My concerns now are turning to my marathon outfit! (Yes, I know SO girly!) I will be wearing my Team MND vest, but I fancy some running capris that either have some link to England/Great Britain or blue and orange. I’ve searched and searched but haven’t found anything, so if anyone has any suggestions/links, please leave a comment below.

#VMLM2016 training – Week 7

Can you believe that we are now in to single digits for the weekly countdown!! That’s just a little bit scary – 9 weeks to go….

Monday – As I said last week, I am away this week, so I messaged my club coach to ask what the session was, so I could complete the same session on my own. I had all day to complete the session, but as always everything else got in the way, so I finally headed out just as it was getting dark! Luckily my club session was a pyramid session, so I picked a road next to my hotel and ran up and down, and up and down, and up and down… 5 miles in total! I think the locals must have thought I was mad! The session was 2, 4, 6, 8, 6, 4, 2 minutes tempo with half the time recovery. I was pleased that I managed to complete it and all efforts started with an 8: xx pace, but I wasn’t very consistent. I ranged from 8:00 to 8:54! It was a tough session, but I enjoyed it once I had completed it!

This picture was obviously taken earlier in the day, but I didn’t think you’d want to see a black picture!

Tuesday – Rest day – well in terms of running, but having a 4-year-old who is very active means you’re pretty much on the go all day!

Wednesday – My plan said that I needed to complete 10 miles today. I am always very conscious of how much time I spend away for my family when training, so thought it would be a good idea, to get up early and use the hotel treadmill. So whilst they were sleeping, I headed downstairs. I knew I was going to have to be mentally tough to complete the 10 miles, but it was worse than I could imagine! This was my view:

Pretty predictable, but I didn’t complete the 10 miles, after 1 hour and 20 I had just about had enough, so gave up.
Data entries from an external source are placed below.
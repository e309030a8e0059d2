//! Configuration validation
//!
//! This module provides validation logic for all configuration structures.
//!
//! - `trait_def`: Core Validate trait definition
//! - `config_validators`: server, CORS, notification and logging validators
//! - `pricing_validators`: tier table, package table and fee policy
//! - `tests`: Test suite for all validators

mod config_validators;
mod pricing_validators;
mod trait_def;

pub use trait_def::Validate;
//! Type definitions for the pricing engine

use rust_decimal::Decimal;
use serde::{Deserialize, Serialize};
use std::fmt;
use std::str::FromStr;

use super::format::{format_money, round_cents};

/// Whether the customer has ordered before
///
/// Parsed case-insensitively everywhere it is accepted: JSON bodies, query
/// strings and the command line.
#[derive(Debug, Clone, Copy, PartialEq, Eq, Hash, Serialize, Deserialize)]
#[serde(try_from = "String", into = "String")]
pub enum CustomerStatus {
    /// First order; the setup fee applies
    New,
    /// Returning customer; no setup fee
    Existing,
}

impl CustomerStatus {
    pub fn as_str(&self) -> &'static str {
        match self {
            Self::New => "new",
            Self::Existing => "existing",
        }
    }
}

impl fmt::Display for CustomerStatus {
    fn fmt(&self, f: &mut fmt::Formatter<'_>) -> fmt::Result {
        f.write_str(self.as_str())
    }
}

impl FromStr for CustomerStatus {
    type Err = String;

    fn from_str(s: &str) -> Result<Self, Self::Err> {
        match s.trim().to_ascii_lowercase().as_str() {
            "new" => Ok(Self::New),
            "existing" => Ok(Self::Existing),
            other => Err(format!(
                "Unknown customer status: {other}. Expected 'new' or 'existing'"
            )),
        }
    }
}

impl TryFrom<String> for CustomerStatus {
    type Error = String;

    fn try_from(value: String) -> Result<Self, Self::Error> {
        value.parse()
    }
}

impl From<CustomerStatus> for String {
    fn from(value: CustomerStatus) -> Self {
        value.as_str().to_string()
    }
}

/// Which pricing path a quote takes
///
/// `custom` prices any mailbox count through the tier table; any other value
/// names a fixed package.
#[derive(Debug, Clone, PartialEq, Eq, Hash, Serialize, Deserialize)]
#[serde(from = "String", into = "String")]
pub enum TierSelector {
    /// Continuous tier formula
    Custom,
    /// Named package lookup
    Package(String),
}

impl TierSelector {
    pub fn package<S: Into<String>>(name: S) -> Self {
        Self::Package(name.into())
    }

    pub fn is_custom(&self) -> bool {
        matches!(self, Self::Custom)
    }
}

impl From<String> for TierSelector {
    fn from(value: String) -> Self {
        let trimmed = value.trim();
        if trimmed.eq_ignore_ascii_case("custom") {
            Self::Custom
        } else {
            Self::Package(trimmed.to_string())
        }
    }
}

impl From<&str> for TierSelector {
    fn from(value: &str) -> Self {
        Self::from(value.to_string())
    }
}

impl From<TierSelector> for String {
    fn from(value: TierSelector) -> Self {
        value.to_string()
    }
}

impl fmt::Display for TierSelector {
    fn fmt(&self, f: &mut fmt::Formatter<'_>) -> fmt::Result {
        match self {
            Self::Custom => f.write_str("custom"),
            Self::Package(name) => f.write_str(name),
        }
    }
}

/// Input to the pricing computation
///
/// `package` and `customer_status` are required; both change the price.
#[derive(Debug, Clone, PartialEq, Eq, Serialize, Deserialize)]
pub struct QuoteRequest {
    /// Number of mailboxes; optional for named packages
    #[serde(default)]
    pub mailbox_count: Option<u32>,
    /// Pricing path
    pub package: TierSelector,
    /// Customer classification
    pub customer_status: CustomerStatus,
}

impl QuoteRequest {
    /// Quote an arbitrary mailbox count through the tier table
    pub fn custom(mailbox_count: u32, customer_status: CustomerStatus) -> Self {
        Self {
            mailbox_count: Some(mailbox_count),
            package: TierSelector::Custom,
            customer_status,
        }
    }

    /// Quote a named package at its own inbox count
    pub fn package<S: Into<String>>(name: S, customer_status: CustomerStatus) -> Self {
        Self {
            mailbox_count: None,
            package: TierSelector::package(name),
            customer_status,
        }
    }
}

/// Computed quote
#[derive(Debug, Clone, PartialEq, Eq, Serialize, Deserialize)]
pub struct QuoteResult {
    /// Tier or package name that priced the quote
    pub tier_name: String,
    /// Effective monthly rate per mailbox
    pub price_per_mailbox: Decimal,
    /// Number of mailboxes quoted
    pub mailbox_count: u32,
    /// `mailbox_count * price_per_mailbox`, or the package price
    pub monthly_cost: Decimal,
    /// One-time setup fee (zero for existing customers)
    pub setup_fee: Decimal,
    /// `monthly_cost + setup_fee`
    pub total_due: Decimal,
    /// Customer classification the quote was computed for
    pub customer_status: CustomerStatus,
    /// Package name when priced from the package table
    #[serde(skip_serializing_if = "Option::is_none")]
    pub package: Option<String>,
}

impl QuoteResult {
    /// Twelve months of recurring cost, unrounded
    pub fn annual_cost(&self) -> Decimal {
        self.monthly_cost * Decimal::from(12)
    }

    /// Annual cost plus the setup fee
    pub fn first_year_total(&self) -> Decimal {
        self.annual_cost() + self.setup_fee
    }

    pub fn is_package(&self) -> bool {
        self.package.is_some()
    }

    /// Amounts rounded to cents for display
    pub fn display(&self) -> QuoteDisplay {
        QuoteDisplay {
            price_per_mailbox: format_money(self.price_per_mailbox),
            monthly_cost: format_money(self.monthly_cost),
            setup_fee: format_money(self.setup_fee),
            total_due: format_money(self.total_due),
            annual_cost: format_money(self.annual_cost()),
        }
    }

    /// Total due rounded to cents
    pub fn total_due_cents(&self) -> Decimal {
        round_cents(self.total_due)
    }
}

/// Display-formatted quote amounts
#[derive(Debug, Clone, PartialEq, Eq, Serialize)]
pub struct QuoteDisplay {
    pub price_per_mailbox: String,
    pub monthly_cost: String,
    pub setup_fee: String,
    pub total_due: String,
    pub annual_cost: String,
}
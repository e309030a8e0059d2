//! Pricing configuration validators
//!
//! The tier table must be a contiguous ascending sequence of bands starting
//! at one mailbox, and every package must agree with the tier formula unless
//! discounts are explicitly allowed.

use super::trait_def::Validate;
use crate::config::models::pricing::{NamedPackage, PriceTier, PricingConfig};
use crate::core::pricing::check_package_consistency;
use rust_decimal::Decimal;
use std::collections::HashSet;
use tracing::{debug, warn};

/// Largest accepted monthly rate per mailbox
fn max_price_per_mailbox() -> Decimal {
    Decimal::new(1_000_000, 0)
}

/// Largest accepted setup fee
fn max_setup_fee() -> Decimal {
    Decimal::new(1_000_000, 0)
}

impl Validate for PricingConfig {
    fn validate(&self) -> Result<(), String> {
        debug!("Validating pricing configuration");

        if self.currency.trim().is_empty() {
            return Err("Currency cannot be empty".to_string());
        }

        if self.setup_fee < Decimal::ZERO {
            return Err(format!("Setup fee cannot be negative: {}", self.setup_fee));
        }

        if self.setup_fee > max_setup_fee() {
            return Err(format!(
                "Setup fee {} exceeds the maximum of {}",
                self.setup_fee,
                max_setup_fee()
            ));
        }

        if self.max_mailboxes == 0 {
            return Err("Max mailboxes must be greater than 0".to_string());
        }

        validate_tiers(&self.tiers)?;

        let mut names = HashSet::new();
        for package in &self.packages {
            package.validate()?;
            if !names.insert(package.name.to_ascii_lowercase()) {
                return Err(format!("Duplicate package name: {}", package.name));
            }
            if package.name.eq_ignore_ascii_case("custom") {
                return Err("Package name 'custom' is reserved".to_string());
            }
            if package.inbox_count > self.max_mailboxes {
                return Err(format!(
                    "Package {} includes {} mailboxes, above the maximum of {}",
                    package.name, package.inbox_count, self.max_mailboxes
                ));
            }
        }

        for drift in check_package_consistency(self) {
            if self.allow_package_discounts {
                warn!("Package pricing drift: {}", drift);
            } else {
                return Err(format!("Package pricing drift: {}", drift));
            }
        }

        Ok(())
    }
}

impl Validate for PriceTier {
    fn validate(&self) -> Result<(), String> {
        if self.name.trim().is_empty() {
            return Err("Tier name cannot be empty".to_string());
        }

        if self.min_mailboxes == 0 {
            return Err(format!("Tier {} must start at 1 or more mailboxes", self.name));
        }

        if self.price_per_mailbox <= Decimal::ZERO {
            return Err(format!(
                "Tier {} price per mailbox must be positive",
                self.name
            ));
        }

        if self.price_per_mailbox > max_price_per_mailbox() {
            return Err(format!(
                "Tier {} price per mailbox {} exceeds the maximum of {}",
                self.name,
                self.price_per_mailbox,
                max_price_per_mailbox()
            ));
        }

        Ok(())
    }
}

impl Validate for NamedPackage {
    fn validate(&self) -> Result<(), String> {
        if self.name.trim().is_empty() {
            return Err("Package name cannot be empty".to_string());
        }

        if self.inbox_count == 0 {
            return Err(format!(
                "Package {} must include at least one mailbox",
                self.name
            ));
        }

        if self.monthly_price <= Decimal::ZERO {
            return Err(format!("Package {} price must be positive", self.name));
        }

        let per_mailbox = self.price_per_mailbox();
        if per_mailbox > max_price_per_mailbox() {
            return Err(format!(
                "Package {} price per mailbox {} exceeds the maximum of {}",
                self.name,
                per_mailbox,
                max_price_per_mailbox()
            ));
        }
        // `price_per_mailbox * inbox_count` must reproduce the flat price exactly
        if per_mailbox.checked_mul(Decimal::from(self.inbox_count)) != Some(self.monthly_price) {
            return Err(format!(
                "Package {} price {} does not divide evenly across {} mailboxes",
                self.name, self.monthly_price, self.inbox_count
            ));
        }

        Ok(())
    }
}

fn validate_tiers(tiers: &[PriceTier]) -> Result<(), String> {
    let first = tiers
        .first()
        .ok_or_else(|| "At least one price tier must be configured".to_string())?;

    if first.min_mailboxes != 1 {
        return Err(format!(
            "Lowest tier {} must start at 1 mailbox, starts at {}",
            first.name, first.min_mailboxes
        ));
    }

    let mut names = HashSet::new();
    for tier in tiers {
        tier.validate()?;
        if !names.insert(tier.name.to_ascii_lowercase()) {
            return Err(format!("Duplicate tier name: {}", tier.name));
        }
    }

    for pair in tiers.windows(2) {
        if pair[1].min_mailboxes <= pair[0].min_mailboxes {
            return Err(format!(
                "Tier thresholds must be strictly ascending: {} ({}) follows {} ({})",
                pair[1].name, pair[1].min_mailboxes, pair[0].name, pair[0].min_mailboxes
            ));
        }
    }

    Ok(())
}
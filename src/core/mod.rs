//! Core functionality
//!
//! This module contains the pricing business logic and its data structures.

pub mod pricing;

// Re-export commonly used types
pub use pricing::{
    CustomerStatus, PricingEngine, PricingError, QuoteRequest, QuoteResult, TierSelector,
};
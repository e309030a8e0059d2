//! Test fixtures and data factories
//!
//! Provides factory methods for creating test data with sensible defaults.
//! All factories create real objects, not mocks.

use mailbox_quote::config::{Config, NotificationTransport, PricingConfig};
use mailbox_quote::core::pricing::{CustomerStatus, TierSelector};
use mailbox_quote::services::quote::{ContactSubmission, OrderSubmission};
use uuid::Uuid;

/// Factory for service configurations
pub struct ConfigFactory;

impl ConfigFactory {
    /// Default configuration with notifications kept in memory
    pub fn with_memory_notifier() -> Config {
        let mut config = Config::default();
        config.service.notifications.transport = NotificationTransport::Memory;
        config
    }

    /// Configuration with a custom pricing section
    pub fn with_pricing(pricing: PricingConfig) -> Config {
        let mut config = Self::with_memory_notifier();
        config.service.pricing = pricing;
        config
    }

    /// A complete YAML document mirroring the shipped configuration
    pub fn yaml() -> &'static str {
        r#"
server:
  host: "127.0.0.1"
  port: 8080
  cors:
    allowed_origins:
      - "https://example.com"
pricing:
  currency: "USD"
  setup_fee: "24.99"
  max_mailboxes: 5000
  tiers:
    - name: "Starter"
      min_mailboxes: 1
      price_per_mailbox: "3.00"
    - name: "Growth"
      min_mailboxes: 30
      price_per_mailbox: "2.80"
    - name: "Scale"
      min_mailboxes: 100
      price_per_mailbox: "2.50"
  packages:
    - name: "Starter"
      inbox_count: 10
      monthly_price: "30.00"
    - name: "Growth"
      inbox_count: 30
      monthly_price: "84.00"
    - name: "Scale"
      inbox_count: 100
      monthly_price: "250.00"
notifications:
  transport: memory
  recipient: "orders@example.com"
logging:
  level: "debug"
"#
    }
}

/// Factory for order and contact submissions
pub struct OrderFactory;

impl OrderFactory {
    /// Custom order for `mailbox_count` mailboxes from a new customer
    pub fn custom(mailbox_count: u32) -> OrderSubmission {
        let tag = &Uuid::new_v4().to_string()[..8];
        OrderSubmission {
            name: "Test Customer".to_string(),
            email: format!("test-{}@example.com", tag),
            company: format!("Company {}", tag),
            package: TierSelector::Custom,
            mailbox_count: Some(mailbox_count),
            address: Some("1 Main Street".to_string()),
            customer_status: CustomerStatus::New,
            message: None,
        }
    }

    /// Package order from an existing customer
    pub fn package(name: &str) -> OrderSubmission {
        let mut order = Self::custom(1);
        order.package = TierSelector::from(name);
        order.mailbox_count = None;
        order.customer_status = CustomerStatus::Existing;
        order
    }

    /// Contact request
    pub fn contact() -> ContactSubmission {
        ContactSubmission {
            name: "Test Sender".to_string(),
            email: "sender@example.com".to_string(),
            company: Some("Sender Inc".to_string()),
            message: "Can we get a custom plan?".to_string(),
        }
    }
}
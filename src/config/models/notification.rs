//! Notification configuration

use super::*;
use serde::{Deserialize, Serialize};

/// Where rendered notifications are delivered
#[derive(Debug, Clone, Copy, PartialEq, Eq, Serialize, Deserialize, Default)]
#[serde(rename_all = "snake_case")]
pub enum NotificationTransport {
    /// Write notifications to the log
    #[default]
    Log,
    /// Keep notifications in memory (dry runs)
    Memory,
}

/// Order and contact notification configuration
#[derive(Debug, Clone, Serialize, Deserialize)]
pub struct NotificationConfig {
    /// Send notifications at all
    #[serde(default = "default_true")]
    pub enabled: bool,
    /// Delivery transport
    #[serde(default)]
    pub transport: NotificationTransport,
    /// Inbox that receives order and contact notifications
    #[serde(default = "default_recipient")]
    pub recipient: String,
    /// Prefix for every subject line
    #[serde(default = "default_subject_prefix")]
    pub subject_prefix: String,
}

impl Default for NotificationConfig {
    fn default() -> Self {
        Self {
            enabled: true,
            transport: NotificationTransport::default(),
            recipient: default_recipient(),
            subject_prefix: default_subject_prefix(),
        }
    }
}

impl NotificationConfig {
    /// Merge notification configurations
    pub fn merge(mut self, other: Self) -> Self {
        if !other.enabled {
            self.enabled = false;
        }
        if other.transport != NotificationTransport::default() {
            self.transport = other.transport;
        }
        if other.recipient != default_recipient() {
            self.recipient = other.recipient;
        }
        if other.subject_prefix != default_subject_prefix() {
            self.subject_prefix = other.subject_prefix;
        }
        self
    }
}

fn default_recipient() -> String {
    "sales@localhost".to_string()
}

fn default_subject_prefix() -> String {
    "[Mailbox Quote]".to_string()
}
use thiserror::Error;

#[derive(Debug, Error, PartialEq, Eq)]
pub enum AbiError {
    #[error("invalid abi: {0}")]
    InvalidAbi(String),

    #[error("calldata too short: {0} bytes, need at least 4 for the selector")]
    CalldataTooShort(usize),

    #[error("unknown function selector: {0}")]
    UnknownSelector(String),

    #[error("unknown event signature: {0}")]
    UnknownEventSignature(String),

    #[error("log has no topics")]
    MissingTopics,

    #[error("malformed log: {0}")]
    MalformedLog(String),

    #[error("decode failed: {0}")]
    Decode(String),
}
//! # codec-utils
//!
//! Hex and quantity rendering helpers shared by the transaction and ABI
//! decoders.

pub mod error;
pub mod hex;

pub use error::HexError;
I headed back upstairs to find both my daughter and husband still fast asleep! How did Susie Chan ever manage to stay on a treadmill for 12 hours! Respect!

Thursday – Today was our day to travel home, so 9 hours in the car, meant this really was a rest day!

Friday – I completed some of the hip exercises I spoke about in week 3. They are really making a difference, the niggle I was getting in my knee has not reared its head for the last couple of weeks!

SaturdayBedford Park run – I always dread 5k – I just haven’t really run them enough. Also, I always think I should be quicker than I actually am! They are hard, I set off too fast and then die at the end. I tried to warm up a little this time, as last time I just walked to the start, and then wondered why it was so hard! Doh! It still wasn’t enough, but next time I WILL get there earlier enough to warm up properly.

I did the usual and started too fast, so faded at the end, but it didn’t feel as horrendous as last time, so that made me feel a little better. The text that came through said it was a PB of 27:31. It isn’t actually, but it was better than the last month so I am happy with that!

Sunday – Strength and Conditioning – I really need to do more of this!

I am really looking forward to getting back to a routine and getting a good weeks worth of training in. I have Brighton Half marathon next weekend, which I have done for the last 2 years. (Read 2014 report here, obviously didn’t do one for 2015?!?) I really like this race. I love running by the sea, and it’s an out and back, so I spend most of my race watching the speedy ones on the other side!

I like running half marathons! I think I need a year concentrating on just halves, and try to gain myself that elusive sub 2 hour time that I so want!

Which distance do you prefer to run?